Celebrate Cooking

Budget Cooking

Budget Cooking

If you're trying to save money while still fixing tasty meals, you know the advantage of using leftovers wisely. Here's a great tip: whole chickens!

 

If you get them on sale, you can buy whole chickens for less than a dollar per pound. And with most chickens weighing in at 3 or 4 pounds, you'll be getting several meals for less than $5. Not bad!

 

Step one: cook the chicken. Take one whole chicken, and put it in a pot with enough water to cover fully. Add any vegetables you may have lying around in the fridge—even limp celery and onions are fine—maybe a clove of garlic and a bay leaf—and let the chicken and water simmer until the meat is no longer pink. This is the start of a great chicken soup! You've just made a terrific stock.

 

Take out the chicken and remove all meat from the bones. Reserve 2 cups of meat for chicken soup and divide the rest into 1 ½ cup portions. One batch could be used for chicken-pasta-mayonnaise salad. Just mix in cooked pasta, some mayo and a couple chopped veggies. Another batch could be used for a chicken pot pie, a chicken-on-lettuce salad, enchiladas….when you've got cooked chicken, you are half way there!

 

Back to the pot of chicken stock. Put all the bones back in the pot and simmer for an hour. At the very end, add a tablespoon of vinegar.
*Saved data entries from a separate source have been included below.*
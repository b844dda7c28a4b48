//! Request classification heuristics
//!
//! Decides which generation strategy a submission gets. The topic-list test
//! is deliberately cheap and can misclassify; its thresholds come from
//! [`ClassifierConfig`] so they can be tuned without code changes.

use serde::{Deserialize, Serialize};
use std::fmt;

use crate::config::ClassifierConfig;
use crate::models::FormData;
use crate::options::TaskTemplate;

#[derive(Debug, Clone, Copy, PartialEq, Eq, Serialize, Deserialize)]
#[serde(rename_all = "snake_case")]
pub enum RequestKind {
    SingleStudy,
    MultiSourceSynthesis,
    SelfHelpOutline,
}

impl fmt::Display for RequestKind {
    fn fmt(&self, f: &mut fmt::Formatter<'_>) -> fmt::Result {
        let s = match self {
            RequestKind::SingleStudy => "single-study",
            RequestKind::MultiSourceSynthesis => "multi-source-synthesis",
            RequestKind::SelfHelpOutline => "self-help-outline",
        };
        f.write_str(s)
    }
}

/// Non-empty, trimmed lines of pasted text. Used both for classification and
/// to enumerate topics in synthesis prompts.
pub fn topic_lines(text: &str) -> Vec<&str> {
    text.lines()
        .map(str::trim)
        .filter(|l| !l.is_empty())
        .collect()
}

/// Whether pasted text reads like a short topic or a one-per-line list
/// rather than continuous study prose.
pub fn looks_like_topic_list(text: &str, cfg: &ClassifierConfig) -> bool {
    let trimmed = text.trim();
    if trimmed.is_empty() {
        return false;
    }
    if trimmed.chars().count() < cfg.topic_max_chars {
        return true;
    }
    let lines = topic_lines(trimmed);
    let words = trimmed.split_whitespace().count();
    let words_per_line = words as f64 / lines.len().max(1) as f64;
    words_per_line < cfg.topic_max_words_per_line
}

/// Classify a submission.
///
/// Self-help template wins outright; otherwise more than one URL, or a
/// text-only submission that looks like a topic list, is a synthesis.
pub fn classify(form: &FormData, cfg: &ClassifierConfig) -> RequestKind {
    if form.task_template == TaskTemplate::SelfHelpOutline {
        return RequestKind::SelfHelpOutline;
    }
    if form.study_urls.len() > 1 {
        return RequestKind::MultiSourceSynthesis;
    }
    let text_only = form.study_file.is_none() && form.study_urls.is_empty();
    if text_only && looks_like_topic_list(&form.study_text, cfg) {
        return RequestKind::MultiSourceSynthesis;
    }
    RequestKind::SingleStudy
}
This'll help get the last of the minerals out of the bones and into the broth.

 

Pour the broth into a large bowl, using a colander to strain out the bones and other solids. Allow the broth to chill overnight—this'll allow the fat to rise to the top—and next day, you have wonderful, rich chicken broth to add to your cut-up chicken for an amazing soup. Stir in some pasta, some canned beans, frozen veggies—whatever you like.

 

And to think: that all came from one chicken!